====== Exercise inputs ======
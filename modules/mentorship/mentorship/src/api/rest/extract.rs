use axum::extract::FromRequestParts;
use directory_sdk::Role;
use http::StatusCode;
use http::request::Parts;
use uuid::Uuid;

use crate::api::problem::Problem;
use crate::contract::AuthContext;

const USER_ID_HEADER: &str = "x-user-id";
const USER_ROLE_HEADER: &str = "x-user-role";

fn unauthenticated(detail: &str) -> Problem {
    Problem::new(StatusCode::UNAUTHORIZED, "Unauthorized", detail)
        .with_code("mentorship.unauthenticated")
}

/// Extract the already-authenticated caller identity from gateway-injected
/// headers. The core never sees credentials; the upstream gateway
/// terminates authentication and forwards `x-user-id` / `x-user-role`.
impl<S: Send + Sync> FromRequestParts<S> for AuthContext {
    type Rejection = Problem;

    async fn from_request_parts(parts: &mut Parts, _state: &S) -> Result<Self, Self::Rejection> {
        let user_id = parts
            .headers
            .get(USER_ID_HEADER)
            .and_then(|v| v.to_str().ok())
            .ok_or_else(|| unauthenticated("missing x-user-id header"))?;
        let user_id: Uuid = user_id
            .parse()
            .map_err(|_| unauthenticated("x-user-id is not a valid UUID"))?;

        let role = parts
            .headers
            .get(USER_ROLE_HEADER)
            .and_then(|v| v.to_str().ok())
            .ok_or_else(|| unauthenticated("missing x-user-role header"))?;
        let role: Role = role
            .parse()
            .map_err(|()| unauthenticated("x-user-role must be admin, mentor or mentee"))?;

        Ok(AuthContext::new(user_id, role))
    }
}
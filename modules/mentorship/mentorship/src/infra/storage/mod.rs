pub mod entity;
mod mapper;
pub mod migrations;
mod requests_sea_repo;
mod sessions_sea_repo;
mod slots_sea_repo;

pub use requests_sea_repo::OrmRequestsRepository;
pub use sessions_sea_repo::OrmSessionsRepository;
pub use slots_sea_repo::OrmSlotsRepository;

use crate::domain::error::DomainError;

pub(crate) fn db_err(e: sea_orm::DbErr) -> DomainError {
    DomainError::database(e.to_string())
}
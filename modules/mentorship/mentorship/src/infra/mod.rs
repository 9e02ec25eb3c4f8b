pub mod directory;
pub mod storage;
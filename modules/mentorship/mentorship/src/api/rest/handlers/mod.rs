// Extractors are consumed by value per axum's handler contract.
#![allow(clippy::needless_pass_by_value)]

pub(super) mod availability;
pub(super) mod mentors;
pub(super) mod requests;
pub(super) mod sessions;

use crate::api::problem::Problem;

pub(super) type ApiResult<T> = Result<T, Problem>;
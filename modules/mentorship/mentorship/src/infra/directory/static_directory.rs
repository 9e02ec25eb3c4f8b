use std::collections::HashMap;

use async_trait::async_trait;
use directory_sdk::{DirectoryClient, DirectoryError, Role, UserRecord, UserSummary};
use parking_lot::RwLock;
use uuid::Uuid;

/// In-memory, config-seeded directory. Stands in for the real user
/// directory in the server binary and in tests; the core only ever sees
/// the [`DirectoryClient`] trait.
#[derive(Default)]
pub struct StaticDirectory {
    users: RwLock<HashMap<Uuid, UserRecord>>,
}

impl StaticDirectory {
    #[must_use]
    pub fn new(seed: impl IntoIterator<Item = UserRecord>) -> Self {
        let users = seed.into_iter().map(|user| (user.id, user)).collect();
        Self {
            users: RwLock::new(users),
        }
    }

    pub fn upsert(&self, user: UserRecord) {
        self.users.write().insert(user.id, user);
    }

    pub fn remove(&self, id: Uuid) {
        self.users.write().remove(&id);
    }
}

#[async_trait]
impl DirectoryClient for StaticDirectory {
    async fn resolve_user(&self, id: Uuid) -> Result<Option<UserRecord>, DirectoryError> {
        Ok(self.users.read().get(&id).cloned())
    }

    async fn list_by_role(&self, role: Role) -> Result<Vec<UserSummary>, DirectoryError> {
        let mut summaries: Vec<UserSummary> = self
            .users
            .read()
            .values()
            .filter(|user| user.role() == role)
            .map(UserRecord::summary)
            .collect();
        summaries.sort_by(|a, b| a.name.cmp(&b.name).then_with(|| a.id.cmp(&b.id)));
        Ok(summaries)
    }
}
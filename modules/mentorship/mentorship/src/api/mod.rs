pub mod problem;
pub mod rest;
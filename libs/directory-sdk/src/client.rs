use async_trait::async_trait;
use thiserror::Error;
use uuid::Uuid;

use crate::models::{Role, UserRecord, UserSummary};

/// Transport failure while talking to the directory. Resolution misses are
/// `Ok(None)`, not errors.
#[derive(Debug, Error)]
pub enum DirectoryError {
    #[error("directory unavailable: {message}")]
    Unavailable { message: String },
}

impl DirectoryError {
    pub fn unavailable(message: impl Into<String>) -> Self {
        Self::Unavailable {
            message: message.into(),
        }
    }
}

/// Read-only lookup of directory users by id and by role.
#[async_trait]
pub trait DirectoryClient: Send + Sync {
    /// Resolve a user id to its full record, or `None` when unknown.
    ///
    /// # Errors
    /// Returns [`DirectoryError`] only on transport failure.
    async fn resolve_user(&self, id: Uuid) -> Result<Option<UserRecord>, DirectoryError>;

    /// List summaries of all users holding the given role.
    ///
    /// # Errors
    /// Returns [`DirectoryError`] only on transport failure.
    async fn list_by_role(&self, role: Role) -> Result<Vec<UserSummary>, DirectoryError>;
}
//! Public error taxonomy of the mentorship module.
//!
//! Every operation terminates with one of these; none are retried
//! internally and none are swallowed. Storage-layer failures collapse into
//! [`MentorshipError::Internal`] so no backend detail leaks to callers.

use directory_sdk::Role;
use thiserror::Error;
use uuid::Uuid;

#[derive(Debug, Clone, Error)]
pub enum MentorshipError {
    /// Malformed identifier or date in the caller's input.
    #[error("Invalid input: {message}")]
    InvalidInput { message: String },

    /// A referenced id does not resolve to a user with the expected role.
    #[error("Id {id} does not resolve to a {expected}")]
    InvalidReference { id: Uuid, expected: Role },

    /// Caller lacks ownership rights for the mutation.
    #[error("Forbidden: {message}")]
    Forbidden { message: String },

    /// Entity id is unknown.
    #[error("Not found: {id}")]
    NotFound { id: Uuid },

    /// A request already exists for the `(mentor, mentee)` pair.
    #[error("A request already exists for mentor {mentor_id} and mentee {mentee_id}")]
    Conflict { mentor_id: Uuid, mentee_id: Uuid },

    /// Unanticipated storage or collaborator failure.
    #[error("Internal error")]
    Internal,
}

impl MentorshipError {
    pub fn invalid_input(message: impl Into<String>) -> Self {
        Self::InvalidInput {
            message: message.into(),
        }
    }

    #[must_use]
    pub fn invalid_reference(id: Uuid, expected: Role) -> Self {
        Self::InvalidReference { id, expected }
    }

    pub fn forbidden(message: impl Into<String>) -> Self {
        Self::Forbidden {
            message: message.into(),
        }
    }

    #[must_use]
    pub fn not_found(id: Uuid) -> Self {
        Self::NotFound { id }
    }

    #[must_use]
    pub fn conflict(mentor_id: Uuid, mentee_id: Uuid) -> Self {
        Self::Conflict {
            mentor_id,
            mentee_id,
        }
    }

    #[must_use]
    pub fn internal() -> Self {
        Self::Internal
    }
}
======
Exercise description:
The records above must be repeated exactly, in their entirety.

Answer:
filename modules/mentorship/mentorship/src/api/rest/extract.rs
use axum::extract::FromRequestParts;
use directory_sdk::Role;
use http::StatusCode;
use http::request::Parts;
use uuid::Uuid;

use crate::api::problem::Problem;
use crate::contract::AuthContext;

const USER_ID_HEADER: &str = "x-user-id";
const USER_ROLE_HEADER: &str = "x-user-role";

fn unauthenticated(detail: &str) -> Problem {
    Problem::new(StatusCode::UNAUTHORIZED, "Unauthorized", detail)
        .with_code("mentorship.unauthenticated")
}

/// Extract the already-authenticated caller identity from gateway-injected
/// headers. The core never sees credentials; the upstream gateway
/// terminates authentication and forwards `x-user-id` / `x-user-role`.
impl<S: Send + Sync> FromRequestParts<S> for AuthContext {
    type Rejection = Problem;

    async fn from_request_parts(parts: &mut Parts, _state: &S) -> Result<Self, Self::Rejection> {
        let user_id = parts
            .headers
            .get(USER_ID_HEADER)
            .and_then(|v| v.to_str().ok())
            .ok_or_else(|| unauthenticated("missing x-user-id header"))?;
        let user_id: Uuid = user_id
            .parse()
            .map_err(|_| unauthenticated("x-user-id is not a valid UUID"))?;

        let role = parts
            .headers
            .get(USER_ROLE_HEADER)
            .and_then(|v| v.to_str().ok())
            .ok_or_else(|| unauthenticated("missing x-user-role header"))?;
        let role: Role = role
            .parse()
            .map_err(|()| unauthenticated("x-user-role must be admin, mentor or mentee"))?;

        Ok(AuthContext::new(user_id, role))
    }
}
filename modules/mentorship/mentorship/src/infra/storage/mod.rs
pub mod entity;
mod mapper;
pub mod migrations;
mod requests_sea_repo;
mod sessions_sea_repo;
mod slots_sea_repo;

pub use requests_sea_repo::OrmRequestsRepository;
pub use sessions_sea_repo::OrmSessionsRepository;
pub use slots_sea_repo::OrmSlotsRepository;

use crate::domain::error::DomainError;

pub(crate) fn db_err(e: sea_orm::DbErr) -> DomainError {
    DomainError::database(e.to_string())
}
filename modules/mentorship/mentorship/src/infra/mod.rs
repository 9e02ec25eb3c4f8b
pub mod directory;
pub mod storage;
filename modules/mentorship/mentorship/src/api/rest/handlers/mod.rs
// Extractors are consumed by value per axum's handler contract.
#![allow(clippy::needless_pass_by_value)]

pub(super) mod availability;
pub(super) mod mentors;
pub(super) mod requests;
pub(super) mod sessions;

use crate::api::problem::Problem;

pub(super) type ApiResult<T> = Result<T, Problem>;
filename modules/mentorship/mentorship/src/infra/directory/static_directory.rs
repository 9e02ec25eb3c4f8b
use std::collections::HashMap;

use async_trait::async_trait;
use directory_sdk::{DirectoryClient, DirectoryError, Role, UserRecord, UserSummary};
use parking_lot::RwLock;
use uuid::Uuid;

/// In-memory, config-seeded directory. Stands in for the real user
/// directory in the server binary and in tests; the core only ever sees
/// the [`DirectoryClient`] trait.
#[derive(Default)]
pub struct StaticDirectory {
    users: RwLock<HashMap<Uuid, UserRecord>>,
}

impl StaticDirectory {
    #[must_use]
    pub fn new(seed: impl IntoIterator<Item = UserRecord>) -> Self {
        let users = seed.into_iter().map(|user| (user.id, user)).collect();
        Self {
            users: RwLock::new(users),
        }
    }

    pub fn upsert(&self, user: UserRecord) {
        self.users.write().insert(user.id, user);
    }

    pub fn remove(&self, id: Uuid) {
        self.users.write().remove(&id);
    }
}

#[async_trait]
impl DirectoryClient for StaticDirectory {
    async fn resolve_user(&self, id: Uuid) -> Result<Option<UserRecord>, DirectoryError> {
        Ok(self.users.read().get(&id).cloned())
    }

    async fn list_by_role(&self, role: Role) -> Result<Vec<UserSummary>, DirectoryError> {
        let mut summaries: Vec<UserSummary> = self
            .users
            .read()
            .values()
            .filter(|user| user.role() == role)
            .map(UserRecord::summary)
            .collect();
        summaries.sort_by(|a, b| a.name.cmp(&b.name).then_with(|| a.id.cmp(&b.id)));
        Ok(summaries)
    }
}
filename modules/mentorship/mentorship/src/api/mod.rs
pub mod problem;
pub mod rest;
filename libs/directory-sdk/src/client.rs
use async_trait::async_trait;
use thiserror::Error;
use uuid::Uuid;

use crate::models::{Role, UserRecord, UserSummary};

/// Transport failure while talking to the directory. Resolution misses are
/// `Ok(None)`, not errors.
#[derive(Debug, Error)]
pub enum DirectoryError {
    #[error("directory unavailable: {message}")]
    Unavailable { message: String },
}

impl DirectoryError {
    pub fn unavailable(message: impl Into<String>) -> Self {
        Self::Unavailable {
            message: message.into(),
        }
    }
}

/// Read-only lookup of directory users by id and by role.
#[async_trait]
pub trait DirectoryClient: Send + Sync {
    /// Resolve a user id to its full record, or `None` when unknown.
    ///
    /// # Errors
    /// Returns [`DirectoryError`] only on transport failure.
    async fn resolve_user(&self, id: Uuid) -> Result<Option<UserRecord>, DirectoryError>;

    /// List summaries of all users holding the given role.
    ///
    /// # Errors
    /// Returns [`DirectoryError`] only on transport failure.
    async fn list_by_role(&self, role: Role) -> Result<Vec<UserSummary>, DirectoryError>;
}
//! Public error taxonomy of the mentorship module.
//!
//! Every operation terminates with one of these; none are retried
//! internally and none are swallowed. Storage-layer failures collapse into
//! [`MentorshipError::Internal`] so no backend detail leaks to callers.

use directory_sdk::Role;
use thiserror::Error;
use uuid::Uuid;

#[derive(Debug, Clone, Error)]
pub enum MentorshipError {
    /// Malformed identifier or date in the caller's input.
    #[error("Invalid input: {message}")]
    InvalidInput { message: String },

    /// A referenced id does not resolve to a user with the expected role.
    #[error("Id {id} does not resolve to a {expected}")]
    InvalidReference { id: Uuid, expected: Role },

    /// Caller lacks ownership rights for the mutation.
    #[error("Forbidden: {message}")]
    Forbidden { message: String },

    /// Entity id is unknown.
    #[error("Not found: {id}")]
    NotFound { id: Uuid },

    /// A request already exists for the `(mentor, mentee)` pair.
    #[error("A request already exists for mentor {mentor_id} and mentee {mentee_id}")]
    Conflict { mentor_id: Uuid, mentee_id: Uuid },

    /// Unanticipated storage or collaborator failure.
    #[error("Internal error")]
    Internal,
}

impl MentorshipError {
    pub fn invalid_input(message: impl Into<String>) -> Self {
        Self::InvalidInput {
            message: message.into(),
        }
    }

    #[must_use]
    pub fn invalid_reference(id: Uuid, expected: Role) -> Self {
        Self::InvalidReference { id, expected }
    }

    pub fn forbidden(message: impl Into<String>) -> Self {
        Self::Forbidden {
            message: message.into(),
        }
    }

    #[must_use]
    pub fn not_found(id: Uuid) -> Self {
        Self::NotFound { id }
    }

    #[must_use]
    pub fn conflict(mentor_id: Uuid, mentee_id: Uuid) -> Self {
        Self::Conflict {
            mentor_id,
            mentee_id,
        }
    }

    #[must_use]
    pub fn internal() -> Self {
        Self::Internal
    }
}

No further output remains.